→ Exercise instructions:
Below are records; copy every line among them that contains the word "warn".

═════ Data provided ═════

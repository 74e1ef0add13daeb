//! Output formatting tests for word command.

#[cfg(test)]
mod tests {
    use super::super::execute::WordResult;
    use crate::fixtures::sample_word;
    use crate::stores::AddOutcome;
    use rstest::{fixture, rstest};

    // =========================================================================
    // Expected outputs
    // =========================================================================

    const DETAILS_TABLE: &str = "\
apple [1]

  Meaning: 사과
  Part of speech: 명사
  Example: This is an apple.
  Wrong count: 2
  Categories: 과일
  Added: 2024-03-01 09:30:00";

    const LIST_TABLE: &str = "\
Search: a

Words (2):
  [1] apple (명사) - 사과  missed 2x  {과일}
  [2] avocado - 아보카도";

    const EMPTY_LIST_TABLE: &str = "\
All words

No words found.";

    // =========================================================================
    // Fixtures
    // =========================================================================

    #[fixture]
    fn details_result() -> WordResult {
        let mut word = sample_word(1, "apple", "사과");
        word.part_of_speech = Some("명사".to_string());
        word.example_sentence = Some("This is an apple.".to_string());
        word.wrong_count = 2;
        word.categories = vec!["과일".to_string()];
        WordResult::Details { word }
    }

    #[fixture]
    fn list_result() -> WordResult {
        let mut apple = sample_word(1, "apple", "사과");
        apple.part_of_speech = Some("명사".to_string());
        apple.wrong_count = 2;
        apple.categories = vec!["과일".to_string()];
        WordResult::Listed {
            title: "Search: a".to_string(),
            words: vec![apple, sample_word(2, "avocado", "아보카도")],
        }
    }

    #[fixture]
    fn empty_list_result() -> WordResult {
        WordResult::Listed {
            title: "All words".to_string(),
            words: vec![],
        }
    }

    #[fixture]
    fn kept_result() -> WordResult {
        WordResult::Added {
            word_id: 3,
            english: "apple".to_string(),
            outcome: AddOutcome::Existing,
        }
    }

    // =========================================================================
    // Tests
    // =========================================================================

    crate::output_table_test! {
        test_name: test_details_table,
        fixture: details_result,
        fixture_type: WordResult,
        expected: DETAILS_TABLE,
    }

    crate::output_table_test! {
        test_name: test_list_table,
        fixture: list_result,
        fixture_type: WordResult,
        expected: LIST_TABLE,
    }

    crate::output_table_test! {
        test_name: test_empty_list_table,
        fixture: empty_list_result,
        fixture_type: WordResult,
        expected: EMPTY_LIST_TABLE,
    }

    crate::output_table_test! {
        test_name: test_kept_table,
        fixture: kept_result,
        fixture_type: WordResult,
        expected: "Kept existing [3] apple",
    }

    crate::output_json_test! {
        test_name: test_kept_json,
        fixture: kept_result,
        fixture_type: WordResult,
        assertions: {
            "action": "added",
            "outcome": "existing",
            "word_id": 3,
        },
    }

    crate::output_toon_test! {
        test_name: test_list_toon,
        fixture: list_result,
        fixture_type: WordResult,
        contains: ["action: listed", "apple", "avocado"],
    }

    #[rstest]
    fn test_details_json_omits_missing_optionals() {
        let result = WordResult::Details {
            word: sample_word(9, "happy", "행복한"),
        };
        let value = serde_json::to_value(&result).unwrap();
        assert!(value["word"].get("part_of_speech").is_none());
        assert_eq!(value["word"]["categories"], serde_json::json!([]));
    }
}
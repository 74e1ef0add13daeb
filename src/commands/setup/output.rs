//! Output formatting for setup command results.

use super::execute::{SetupResult, TableState};
use crate::output::Outputable;

impl Outputable for SetupResult {
    fn to_table(&self) -> String {
        let mut output = String::new();

        output.push_str(&format!("Database Setup: {}\n\n", self.database));

        if self.dry_run {
            output.push_str("Schema creation (dry-run):\n");
        } else {
            output.push_str("Schema creation:\n");
        }

        for table in &self.tables {
            let (symbol, status_text) = match table.status {
                TableState::Created => ("✓", "created"),
                TableState::AlreadyExists => ("✓", "exists"),
                TableState::WouldCreate => ("→", "would create"),
            };
            output.push_str(&format!("  {} {} ({})\n", symbol, table.name, status_text));
        }

        if self.dry_run {
            output.push_str("\nNo changes made (dry-run mode).");
        } else if self.created_new {
            output.push_str("\nDatabase ready.");
        } else {
            output.push_str("\nDatabase already configured.");
        }

        output
    }
}
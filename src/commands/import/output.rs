//! Output formatting for import command results.

use super::execute::ImportResult;
use crate::output::Outputable;

impl Outputable for ImportResult {
    fn to_table(&self) -> String {
        let summary = &self.summary;
        let mut output = String::new();

        output.push_str(&format!("Import Summary: {} (owner: {})\n", self.file, self.owner));
        output.push_str(&format!("  Rows: {}\n", summary.rows_processed));
        output.push_str(&format!("  Inserted: {}\n", summary.words_inserted));
        output.push_str(&format!("  Already present: {}\n", summary.words_existing));
        output.push_str(&format!("  Updated: {}\n", summary.words_updated));
        output.push_str(&format!("  Category links: {}\n", summary.links_created));
        output.push_str(&format!("  Skipped: {}\n", summary.rows_skipped));
        output.push_str(&format!("  Failed: {}", summary.row_failures));

        output
    }
}
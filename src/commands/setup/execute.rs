use std::error::Error;

use serde::Serialize;

use super::SetupCmd;
use crate::commands::{Execute, Session};
use crate::db::schema;

/// State of one table after setup
#[derive(Debug, Clone, PartialEq, Eq, Serialize)]
pub enum TableState {
    #[serde(rename = "created")]
    Created,
    #[serde(rename = "exists")]
    AlreadyExists,
    #[serde(rename = "would_create")]
    WouldCreate,
}

#[derive(Debug, Clone, Serialize)]
pub struct TableStatus {
    pub name: String,
    pub status: TableState,
}

/// Result of the setup command execution
#[derive(Debug, Serialize)]
pub struct SetupResult {
    pub database: String,
    pub tables: Vec<TableStatus>,
    pub created_new: bool,
    pub dry_run: bool,
}

impl Execute for SetupCmd {
    type Output = SetupResult;

    fn execute(self, session: &Session<'_>) -> Result<Self::Output, Box<dyn Error>> {
        let database = session.db.path().display().to_string();

        if self.dry_run {
            let mut tables = Vec::new();
            for name in schema::table_names() {
                let status = if schema::table_exists(session.db, name)? {
                    TableState::AlreadyExists
                } else {
                    TableState::WouldCreate
                };
                tables.push(TableStatus {
                    name: name.to_string(),
                    status,
                });
            }

            return Ok(SetupResult {
                database,
                tables,
                created_new: false,
                dry_run: true,
            });
        }

        let tables: Vec<TableStatus> = schema::create_schema(session.db)?
            .into_iter()
            .map(|t| TableStatus {
                name: t.table,
                status: if t.created {
                    TableState::Created
                } else {
                    TableState::AlreadyExists
                },
            })
            .collect();

        let created_new = tables.iter().any(|t| t.status == TableState::Created);

        Ok(SetupResult {
            database,
            tables,
            created_new,
            dry_run: false,
        })
    }
}

#[cfg(test)]
mod tests {
    use super::*;
    use crate::db::Database;
    use rstest::{fixture, rstest};
    use tempfile::TempDir;

    #[fixture]
    fn db_dir() -> TempDir {
        TempDir::new().expect("Failed to create temp dir")
    }

    #[rstest]
    fn test_setup_creates_all_tables(db_dir: TempDir) {
        let db = Database::open(db_dir.path().join("words.sqlite")).unwrap();
        let result = SetupCmd { dry_run: false }
            .execute(&Session::new(&db))
            .expect("Setup should succeed");

        assert_eq!(result.tables.len(), 5);
        assert!(result.tables.iter().all(|t| t.status == TableState::Created));
        assert!(result.created_new);
        assert!(result.database.ends_with("words.sqlite"));
    }

    #[rstest]
    fn test_setup_idempotent(db_dir: TempDir) {
        let db = Database::open(db_dir.path().join("words.sqlite")).unwrap();
        SetupCmd { dry_run: false }
            .execute(&Session::new(&db))
            .expect("First setup should succeed");
        let second = SetupCmd { dry_run: false }
            .execute(&Session::new(&db))
            .expect("Second setup should succeed");

        assert!(second
            .tables
            .iter()
            .all(|t| t.status == TableState::AlreadyExists));
        assert!(!second.created_new);
    }

    #[rstest]
    fn test_setup_dry_run_changes_nothing() {
        let db = Database::open_in_memory().unwrap();
        let result = SetupCmd { dry_run: true }
            .execute(&Session::new(&db))
            .expect("Setup should succeed");

        assert!(result.dry_run);
        assert!(result.tables.iter().all(|t| t.status == TableState::WouldCreate));
        assert!(!schema::table_exists(&db, "Word").unwrap());
    }

    #[rstest]
    fn test_setup_table_names() {
        let db = Database::open_in_memory().unwrap();
        let result = SetupCmd { dry_run: true }
            .execute(&Session::new(&db))
            .unwrap();
        let names: Vec<_> = result.tables.iter().map(|t| t.name.as_str()).collect();
        assert_eq!(names, vec!["User", "Category", "Word", "WordCategory", "WordHistory"]);
    }
}
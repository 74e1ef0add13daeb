//! Declarative macros for generating CLI parsing, execute and output tests.
//!
//! Grouped commands (`word add`, `category rename`, ...) are addressed with a
//! command path and the action variant the parser should produce:
//!
//! ```ignore
//! cli_option_test! {
//!     command: ["word", "add"],
//!     variant: Word,
//!     action: WordAction::Add,
//!     test_name: test_add_english,
//!     args: ["apple", "사과"],
//!     field: english,
//!     expected: "apple",
//! }
//! ```
//!
//! Flat commands (`import`, `setup`) use a single literal instead.

/// Generate a single CLI option test.
#[macro_export]
macro_rules! cli_option_test {
    (
        command: [$($cmd:literal),+],
        variant: $variant:ident,
        action: $action:path,
        test_name: $test_name:ident,
        args: [$($arg:literal),*],
        field: $field:ident,
        expected: $expected:expr $(,)?
    ) => {
        #[rstest]
        fn $test_name() {
            let args = Args::try_parse_from([
                "wordbook",
                $($cmd,)+
                $($arg),*
            ]).unwrap();
            match args.command {
                crate::commands::Command::$variant(cmd) => match cmd.action {
                    $action(parsed) => {
                        assert_eq!(parsed.$field, $expected,
                            concat!("Field ", stringify!($field), " mismatch"));
                    }
                    #[allow(unreachable_patterns)]
                    _ => panic!(concat!("Expected ", stringify!($action), " action")),
                },
                _ => panic!(concat!("Expected ", stringify!($variant), " command")),
            }
        }
    };
    (
        command: $cmd:literal,
        variant: $variant:ident,
        test_name: $test_name:ident,
        args: [$($arg:literal),*],
        field: $field:ident,
        expected: $expected:expr $(,)?
    ) => {
        #[rstest]
        fn $test_name() {
            let args = Args::try_parse_from([
                "wordbook",
                $cmd,
                $($arg),*
            ]).unwrap();
            match args.command {
                crate::commands::Command::$variant(cmd) => {
                    assert_eq!(cmd.$field, $expected,
                        concat!("Field ", stringify!($field), " mismatch"));
                }
                _ => panic!(concat!("Expected ", stringify!($variant), " command")),
            }
        }
    };
}

/// Generate a test that verifies a command requires a specific argument.
///
/// # Example
///
/// ```ignore
/// cli_required_arg_test! {
///     command: ["category", "list"],
///     test_name: test_list_requires_user,
///     required_arg: "--user",
/// }
/// ```
#[macro_export]
macro_rules! cli_required_arg_test {
    (
        command: [$($cmd:literal),+],
        test_name: $test_name:ident,
        required_arg: $arg:literal $(,)?
    ) => {
        #[rstest]
        fn $test_name() {
            let result = Args::try_parse_from(["wordbook", $($cmd),+]);
            assert!(result.is_err(), concat!("Command should require ", $arg));
            assert!(
                result.unwrap_err().to_string().contains($arg),
                concat!("Error should mention ", $arg)
            );
        }
    };
}

/// Generate a test that verifies parsing fails with specific invalid args.
#[macro_export]
macro_rules! cli_error_test {
    (
        command: [$($cmd:literal),+],
        test_name: $test_name:ident,
        args: [$($arg:literal),+] $(,)?
    ) => {
        #[rstest]
        fn $test_name() {
            let result = Args::try_parse_from([
                "wordbook",
                $($cmd,)+
                $($arg),+
            ]);
            assert!(result.is_err());
        }
    };
}

// =============================================================================
// Execute Test Macros
// =============================================================================

/// Generate a test that executes a command against a fixture database.
///
/// # Example
///
/// ```ignore
/// execute_test! {
///     test_name: test_list_all,
///     fixture: populated_db,
///     cmd: WordCmd { action: WordAction::List },
///     assertions: |result| {
///         assert!(matches!(result, WordResult::Listed { .. }));
///     },
/// }
/// ```
#[macro_export]
macro_rules! execute_test {
    (
        test_name: $test_name:ident,
        fixture: $fixture:ident,
        cmd: $cmd:expr,
        assertions: |$result:ident| $assertions:block $(,)?
    ) => {
        #[rstest]
        fn $test_name($fixture: crate::db::Database) {
            use crate::commands::{Execute, Session};
            let session = Session::new(&$fixture);
            let $result = $cmd.execute(&session).expect("Execute should succeed");
            $assertions
        }
    };
}

/// Generate a test that verifies command execution fails against a
/// database whose schema was never created.
#[macro_export]
macro_rules! execute_empty_db_test {
    (
        cmd_type: $cmd_type:ty,
        cmd: $cmd:expr $(,)?
    ) => {
        #[rstest]
        fn test_empty_db() {
            use crate::commands::{Execute, Session};
            let db = crate::db::Database::open_in_memory().expect("Failed to open db");
            let cmd: $cmd_type = $cmd;
            let result = cmd.execute(&Session::new(&db));
            assert!(result.is_err());
        }
    };
}

// =============================================================================
// Output Test Macros
// =============================================================================

/// Generate a test that verifies table output matches expected string.
#[macro_export]
macro_rules! output_table_test {
    (
        test_name: $test_name:ident,
        fixture: $fixture:ident,
        fixture_type: $fixture_type:ty,
        expected: $expected:expr,
        format: $format:ident $(,)?
    ) => {
        #[rstest]
        fn $test_name($fixture: $fixture_type) {
            use crate::output::{Outputable, OutputFormat};
            assert_eq!($fixture.format(OutputFormat::$format), $expected);
        }
    };
    (
        test_name: $test_name:ident,
        fixture: $fixture:ident,
        fixture_type: $fixture_type:ty,
        expected: $expected:expr $(,)?
    ) => {
        #[rstest]
        fn $test_name($fixture: $fixture_type) {
            use crate::output::Outputable;
            assert_eq!($fixture.to_table(), $expected);
        }
    };
}

/// Generate a test that verifies table output contains expected strings.
#[macro_export]
macro_rules! output_table_contains_test {
    (
        test_name: $test_name:ident,
        fixture: $fixture:ident,
        fixture_type: $fixture_type:ty,
        contains: [$($needle:literal),* $(,)?] $(,)?
    ) => {
        #[rstest]
        fn $test_name($fixture: $fixture_type) {
            use crate::output::Outputable;
            let output = $fixture.to_table();
            $(
                assert!(output.contains($needle), concat!("Table output should contain: ", $needle));
            )*
        }
    };
}

/// Generate a test that verifies JSON output is valid and contains expected fields.
#[macro_export]
macro_rules! output_json_test {
    (
        test_name: $test_name:ident,
        fixture: $fixture:ident,
        fixture_type: $fixture_type:ty,
        assertions: { $($field:literal : $expected:expr),* $(,)? } $(,)?
    ) => {
        #[rstest]
        fn $test_name($fixture: $fixture_type) {
            use crate::output::{Outputable, OutputFormat};
            let output = $fixture.format(OutputFormat::Json);
            let parsed: serde_json::Value = serde_json::from_str(&output)
                .expect("Should produce valid JSON");
            $(
                assert_eq!(parsed[$field], $expected, concat!("JSON field mismatch: ", $field));
            )*
        }
    };
}

/// Generate a test that verifies Toon output contains expected strings.
#[macro_export]
macro_rules! output_toon_test {
    (
        test_name: $test_name:ident,
        fixture: $fixture:ident,
        fixture_type: $fixture_type:ty,
        contains: [$($needle:literal),* $(,)?] $(,)?
    ) => {
        #[rstest]
        fn $test_name($fixture: $fixture_type) {
            use crate::output::{Outputable, OutputFormat};
            let output = $fixture.format(OutputFormat::Toon);
            $(
                assert!(output.contains($needle), concat!("Toon output should contain: ", $needle));
            )*
        }
    };
}
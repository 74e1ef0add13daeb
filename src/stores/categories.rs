//! Per-user categories and their word associations.
//!
//! Every write that depends on ownership takes the acting user explicitly and
//! checks it against the stored owner. Deleting a category removes its
//! association rows but never the words themselves.

use rusqlite::{Row, params, params_from_iter};

use super::words::{WORD_SELECT, word_from_row};
use crate::db::{Database, StoreError, StoreResult};
use crate::types::{Category, CategorySummary, Word};

const CATEGORY_SELECT: &str =
    "SELECT c.category_id, c.name, c.user_id, c.created_at FROM Category c";

pub struct CategoryStore<'a> {
    db: &'a Database,
}

impl<'a> CategoryStore<'a> {
    pub fn new(db: &'a Database) -> Self {
        Self { db }
    }

    /// Create a category for `owner`.
    ///
    /// There is no pre-check: an existing `(owner, name)` pair surfaces as
    /// [`StoreError::DuplicateKey`] from the unique constraint.
    pub fn create(&self, owner: &str, name: &str) -> StoreResult<i64> {
        let name = normalize_name(name)?;
        let id = self
            .db
            .unit_of_work(|db| {
                db.execute(
                    "INSERT INTO Category (name, user_id) VALUES (?1, ?2)",
                    params![name, owner],
                )?;
                Ok(db.last_insert_id())
            })
            .map_err(|e| e.with_key(name))?;

        tracing::debug!(category_id = id, owner, name, "created category");
        Ok(id)
    }

    /// Return the id of `owner`'s category called `name`, creating it first
    /// when absent. Calling this twice with the same arguments yields the
    /// same id and one row.
    pub fn get_or_create(&self, owner: &str, name: &str) -> StoreResult<i64> {
        let name = normalize_name(name)?;
        self.db.unit_of_work(|db| {
            if let Some(id) = find_id(db, owner, name)? {
                return Ok(id);
            }

            db.execute(
                "INSERT OR IGNORE INTO Category (name, user_id) VALUES (?1, ?2)",
                params![name, owner],
            )?;

            let id = find_id(db, owner, name)?.ok_or_else(|| StoreError::NotFound {
                entity: "Category",
                id: name.to_string(),
            })?;
            tracing::debug!(category_id = id, owner, name, "created category");
            Ok(id)
        })
    }

    /// Delete a category owned by `owner`.
    ///
    /// Returns `false` without touching anything when the category is absent
    /// or belongs to someone else.
    pub fn delete(&self, category_id: i64, owner: &str) -> StoreResult<bool> {
        self.db.unit_of_work(|db| {
            if !owned_by(db, category_id, owner)? {
                return Ok(false);
            }

            db.execute(
                "DELETE FROM WordCategory WHERE category_id = ?1",
                params![category_id],
            )?;
            db.execute(
                "DELETE FROM Category WHERE category_id = ?1 AND user_id = ?2",
                params![category_id, owner],
            )?;
            tracing::debug!(category_id, owner, "deleted category");
            Ok(true)
        })
    }

    /// Link a word to a category. Returns whether a new link was made.
    pub fn add_word_to_category(&self, category_id: i64, word_id: i64) -> StoreResult<bool> {
        let changed = self.db.unit_of_work(|db| {
            db.execute(
                "INSERT OR IGNORE INTO WordCategory (category_id, word_id) VALUES (?1, ?2)",
                params![category_id, word_id],
            )
        })?;
        Ok(changed > 0)
    }

    pub fn remove_word_from_category(&self, category_id: i64, word_id: i64) -> StoreResult<bool> {
        let changed = self.db.unit_of_work(|db| {
            db.execute(
                "DELETE FROM WordCategory WHERE category_id = ?1 AND word_id = ?2",
                params![category_id, word_id],
            )
        })?;
        Ok(changed > 0)
    }

    /// Rename a category owned by `owner`.
    ///
    /// Fails with [`StoreError::DuplicateKey`] when another of the owner's
    /// categories already uses `new_name`; both rows are left unchanged.
    /// Returns `false` when the caller is not the owner.
    pub fn rename(&self, category_id: i64, new_name: &str, owner: &str) -> StoreResult<bool> {
        let new_name = normalize_name(new_name)?;
        self.db
            .unit_of_work(|db| {
                if !owned_by(db, category_id, owner)? {
                    return Ok(false);
                }

                let clash: Option<i64> = db.fetch_one(
                    "SELECT category_id FROM Category WHERE user_id = ?1 AND name = ?2 AND category_id != ?3",
                    params![owner, new_name, category_id],
                    |row| row.get(0),
                )?;
                if clash.is_some() {
                    return Err(StoreError::DuplicateKey {
                        entity: "Category".to_string(),
                        key: new_name.to_string(),
                    });
                }

                let changed = db.execute(
                    "UPDATE Category SET name = ?1 WHERE category_id = ?2 AND user_id = ?3",
                    params![new_name, category_id, owner],
                )?;
                Ok(changed > 0)
            })
            .map_err(|e| e.with_key(new_name))
    }

    pub fn get(&self, category_id: i64) -> StoreResult<Option<Category>> {
        self.db.fetch_one(
            &format!("{} WHERE c.category_id = ?1", CATEGORY_SELECT),
            params![category_id],
            category_from_row,
        )
    }

    /// Words linked to the category, ordered by word id.
    pub fn words_in(&self, category_id: i64) -> StoreResult<Vec<Word>> {
        self.db.fetch_all(
            &format!(
                "{} WHERE w.word_id IN (SELECT word_id FROM WordCategory WHERE category_id = ?1) \
                 ORDER BY w.word_id",
                WORD_SELECT
            ),
            params![category_id],
            word_from_row,
        )
    }

    /// Distinct words linked to any of the given categories.
    pub fn words_in_any(&self, category_ids: &[i64]) -> StoreResult<Vec<Word>> {
        if category_ids.is_empty() {
            return Ok(Vec::new());
        }

        let placeholders = (1..=category_ids.len())
            .map(|i| format!("?{}", i))
            .collect::<Vec<_>>()
            .join(", ");
        self.db.fetch_all(
            &format!(
                "{} WHERE w.word_id IN (SELECT word_id FROM WordCategory WHERE category_id IN ({})) \
                 ORDER BY w.word_id",
                WORD_SELECT, placeholders
            ),
            params_from_iter(category_ids.iter()),
            word_from_row,
        )
    }

    pub fn categories_of_word(&self, word_id: i64) -> StoreResult<Vec<Category>> {
        self.db.fetch_all(
            &format!(
                "{} JOIN WordCategory wc ON wc.category_id = c.category_id \
                 WHERE wc.word_id = ?1 ORDER BY c.name, c.category_id",
                CATEGORY_SELECT
            ),
            params![word_id],
            category_from_row,
        )
    }

    pub fn categories_of_owner(&self, owner: &str) -> StoreResult<Vec<Category>> {
        self.db.fetch_all(
            &format!(
                "{} WHERE c.user_id = ?1 ORDER BY c.name, c.category_id",
                CATEGORY_SELECT
            ),
            params![owner],
            category_from_row,
        )
    }

    /// Every category with its creator's name and word count, by name.
    pub fn summaries(&self) -> StoreResult<Vec<CategorySummary>> {
        self.db.fetch_all(
            "SELECT c.category_id, c.name, c.user_id, c.created_at, u.username, COUNT(wc.word_id) \
             FROM Category c \
             JOIN User u ON u.user_id = c.user_id \
             LEFT JOIN WordCategory wc ON wc.category_id = c.category_id \
             GROUP BY c.category_id \
             ORDER BY c.name, c.category_id",
            [],
            |row| {
                Ok(CategorySummary {
                    category: category_from_row(row)?,
                    creator_name: row.get(4)?,
                    word_count: row.get(5)?,
                })
            },
        )
    }
}

fn normalize_name(name: &str) -> StoreResult<&str> {
    let name = name.trim();
    if name.is_empty() {
        return Err(StoreError::invalid_input("category name must not be blank"));
    }
    Ok(name)
}

fn find_id(db: &Database, owner: &str, name: &str) -> StoreResult<Option<i64>> {
    db.fetch_one(
        "SELECT category_id FROM Category WHERE user_id = ?1 AND name = ?2",
        params![owner, name],
        |row| row.get(0),
    )
}

fn owned_by(db: &Database, category_id: i64, owner: &str) -> StoreResult<bool> {
    let stored: Option<String> = db.fetch_one(
        "SELECT user_id FROM Category WHERE category_id = ?1",
        params![category_id],
        |row| row.get(0),
    )?;

    match stored {
        Some(stored) if stored == owner => Ok(true),
        Some(stored) => {
            tracing::warn!(category_id, owner, stored_owner = %stored, "category owned by another user");
            Ok(false)
        }
        None => {
            tracing::warn!(category_id, "category not found");
            Ok(false)
        }
    }
}

fn category_from_row(row: &Row<'_>) -> rusqlite::Result<Category> {
    Ok(Category {
        id: row.get(0)?,
        name: row.get(1)?,
        owner: row.get(2)?,
        created_at: row.get(3)?,
    })
}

═════

→ Task result:
            tracing::warn!(category_id, owner, stored_owner = %stored, "category owned by another user");
            tracing::warn!(category_id, "category not found");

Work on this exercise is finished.